Along the way, it recharges groundwater aquifers and supports unique wildlife: river dolphins, otters, gharial and more than 143 species of fish species, Jagdish Krishnaswamy, an ecohydrologist at the Ashoka Trust for Research in Ecology and the Environment (ATREE), Bengaluru, told The Wire.
But now, there are more than 900 dams on the Ganga, and roads fragment the river at several points. The sacred water body has now become a convenient dumping ground for sludge and sewage from cities. All these actions threaten the river’s flow.
Also read: How Dams Deprive the World’s Rivers of Sediment
This isn’t the Ganga’s story alone. As most Indian rivers flow from their sources to their mouths, their water is diverted into canals, funnelled into dams and trapped in reservoirs.
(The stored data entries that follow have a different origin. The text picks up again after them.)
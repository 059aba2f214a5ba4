// DANS : src/listener/mod.rs
// Écoute les logs de l'AMM V4, repère les créations de pool et déclenche le sniper.

pub mod extract;
pub mod state;

use crate::decoders::raydium::amm_v4::pool::RAYDIUM_AMM_V4_PROGRAM_ID;
use crate::errors::{SniperError, SniperResult};
use crate::execution::executor::{PoolSniper, SnipeOutcome};
use crate::execution::retry::RetryPolicy;
use crate::rpc::ChainClient;
use anyhow::{Context, Result};
use extract::extract_new_pool;
use futures_util::StreamExt;
use solana_client::{
    nonblocking::pubsub_client::PubsubClient,
    rpc_config::{RpcTransactionLogsConfig, RpcTransactionLogsFilter},
    rpc_response::RpcLogsResponse,
};
use solana_sdk::{commitment_config::CommitmentConfig, signature::Signature};
use state::ListenerState;
use std::str::FromStr;
use std::sync::Arc;
use std::time::Duration;
use tokio::task::JoinHandle;
use tracing::{debug, error, info, warn};

/// Nom de l'instruction de création de pool, tel qu'il apparaît dans les logs.
pub const INSTRUCTION_NAME: &str = "initialize2";
const RECONNECT_DELAY: Duration = Duration::from_secs(5);

/// Un lot de logs d'une transaction, détaché du type du websocket.
#[derive(Debug, Clone)]
pub struct LogEvent {
    pub signature: String,
    pub logs: Vec<String>,
    pub failed: bool,
}

impl From<RpcLogsResponse> for LogEvent {
    fn from(response: RpcLogsResponse) -> Self {
        Self {
            failed: response.err.is_some(),
            signature: response.signature,
            logs: response.logs,
        }
    }
}

/// Ce que le listener a fait d'un événement.
#[derive(Debug)]
pub enum EventDecision {
    TransactionFailed,
    NotPoolCreation,
    InvalidSignature,
    AlreadyProcessed,
    /// Une autre exécution est en vol : l'événement est abandonné, pas mis en file.
    ExecutionInFlight,
    Dispatched(JoinHandle<()>),
}

pub struct PoolCreationListener {
    client: Arc<dyn ChainClient>,
    sniper: Arc<dyn PoolSniper>,
    trade_size: u64,
    fetch_retry: RetryPolicy,
    state: ListenerState,
}

impl PoolCreationListener {
    pub fn new(client: Arc<dyn ChainClient>, sniper: Arc<dyn PoolSniper>, trade_size: u64, cache_capacity: usize) -> Self {
        Self {
            client,
            sniper,
            trade_size,
            // La transaction peut ne pas être encore servie par le nœud RPC juste après ses logs.
            fetch_retry: RetryPolicy {
                max_attempts: 5,
                base_delay: Duration::from_millis(250),
                max_delay: Duration::from_secs(2),
            },
            state: ListenerState::new(cache_capacity),
        }
    }

    pub fn with_fetch_retry(mut self, fetch_retry: RetryPolicy) -> Self {
        self.fetch_retry = fetch_retry;
        self
    }

    pub fn state(&self) -> &ListenerState {
        &self.state
    }

    /// IDLE -> MATCHED -> EXECUTING. L'exécution tourne dans une tâche à part pour que le flux continue d'être drainé.
    pub fn handle_log_event(&mut self, event: LogEvent) -> EventDecision {
        if event.failed {
            return EventDecision::TransactionFailed;
        }
        if !event.logs.iter().any(|log| log.contains(INSTRUCTION_NAME)) {
            return EventDecision::NotPoolCreation;
        }

        let signature = match Signature::from_str(&event.signature) {
            Ok(signature) => signature,
            Err(e) => {
                warn!(signature = %event.signature, error = %e, "Signature illisible, événement ignoré.");
                return EventDecision::InvalidSignature;
            }
        };

        // Retenue même si l'événement est abandonné : une redélivrance tardive ne doit pas trader une pool périmée.
        if !self.state.remember(&event.signature) {
            debug!(signature = %signature, "Signature déjà traitée.");
            return EventDecision::AlreadyProcessed;
        }

        let Some(guard) = self.state.try_begin() else {
            info!(signature = %signature, "Exécution déjà en cours, nouvelle pool ignorée.");
            return EventDecision::ExecutionInFlight;
        };

        info!(signature = %signature, "Création de pool détectée : https://solscan.io/tx/{}", signature);

        let client = self.client.clone();
        let sniper = self.sniper.clone();
        let trade_size = self.trade_size;
        let fetch_retry = self.fetch_retry;
        EventDecision::Dispatched(tokio::spawn(async move {
            let _guard = guard;
            match process_pool_creation(client.as_ref(), sniper.as_ref(), trade_size, fetch_retry, &signature).await {
                Ok(outcome) => info!(
                    signature = %signature,
                    buy = %outcome.buy.signature,
                    sold = outcome.sell.is_some(),
                    "Pipeline terminé."
                ),
                Err(SniperError::NoNewToken(reason)) => info!(signature = %signature, reason = %reason, "Aucun nouveau token, rien à faire."),
                Err(e) => error!(signature = %signature, error = %e, "Échec du pipeline."),
            }
        }))
    }

    /// Boucle infinie : (re)connexion au websocket, puis traitement des événements. Reconnexion après 5s.
    pub async fn run(mut self, wss_url: &str) {
        loop {
            info!(url = wss_url, "Connexion au websocket.");
            match self.listen(wss_url).await {
                Ok(()) => warn!("Le flux de logs s'est terminé. Reconnexion..."),
                Err(e) => error!(error = %format!("{:#}", e), "Erreur dans le flux de logs. Reconnexion dans 5s..."),
            }
            tokio::time::sleep(RECONNECT_DELAY).await;
        }
    }

    async fn listen(&mut self, wss_url: &str) -> Result<()> {
        let pubsub = PubsubClient::new(wss_url)
            .await
            .with_context(|| format!("Connexion au websocket {}", wss_url))?;
        let (mut stream, unsubscribe) = pubsub
            .logs_subscribe(
                RpcTransactionLogsFilter::Mentions(vec![RAYDIUM_AMM_V4_PROGRAM_ID.to_string()]),
                RpcTransactionLogsConfig { commitment: Some(CommitmentConfig::confirmed()) },
            )
            .await
            .context("Échec de l'abonnement aux logs")?;

        info!(program = %RAYDIUM_AMM_V4_PROGRAM_ID, "Abonnement réussi. En attente des créations de pool...");

        while let Some(response) = stream.next().await {
            let decision = self.handle_log_event(LogEvent::from(response.value));
            if let EventDecision::Dispatched(_) = decision {
                debug!(slot = response.context.slot, "Exécution lancée.");
            }
        }

        drop(stream);
        unsubscribe().await;
        Ok(())
    }
}

/// EXECUTING : transaction -> instruction AMM -> (AMM id, mint) -> sniper.
async fn process_pool_creation(
    client: &dyn ChainClient,
    sniper: &dyn PoolSniper,
    trade_size: u64,
    fetch_retry: RetryPolicy,
    signature: &Signature,
) -> SniperResult<SnipeOutcome> {
    let instructions = fetch_retry
        .run("get_transaction", |_| async move {
            client
                .get_transaction_instructions(signature)
                .await?
                .ok_or_else(|| SniperError::NotFound(format!("transaction {}", signature)))
        })
        .await?;

    let accounts = instructions
        .into_iter()
        .find(|ix| ix.program_id == RAYDIUM_AMM_V4_PROGRAM_ID)
        .map(|ix| ix.accounts)
        .ok_or_else(|| SniperError::NotFound(format!("instruction AMM V4 dans {}", signature)))?;

    let new_pool = extract_new_pool(&accounts)?;
    info!(pool = %new_pool.amm_id, mint = %new_pool.token_mint, trade_size, "Nouvelle pool extraite.");

    sniper.snipe(trade_size, new_pool.token_mint, new_pool.amm_id).await
}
The usual excuse is that the water flowing unused into the sea is surplus water. “But that so-called excess (water) serves a function,” Krishnaswamy said.
Blocking a river upstream affects migrating fish, many of which have different spawning and rearing grounds. The blockage also hinders the transport of sediments, essential for maintaining productive deltas, fertile floodplains and coastal wetlands. Indeed, rivers with less sediment erode the riverbed downstream, thus lowering the water-table in the surrounding area. This affects natural vegetation and the livelihoods of people that depend on groundwater.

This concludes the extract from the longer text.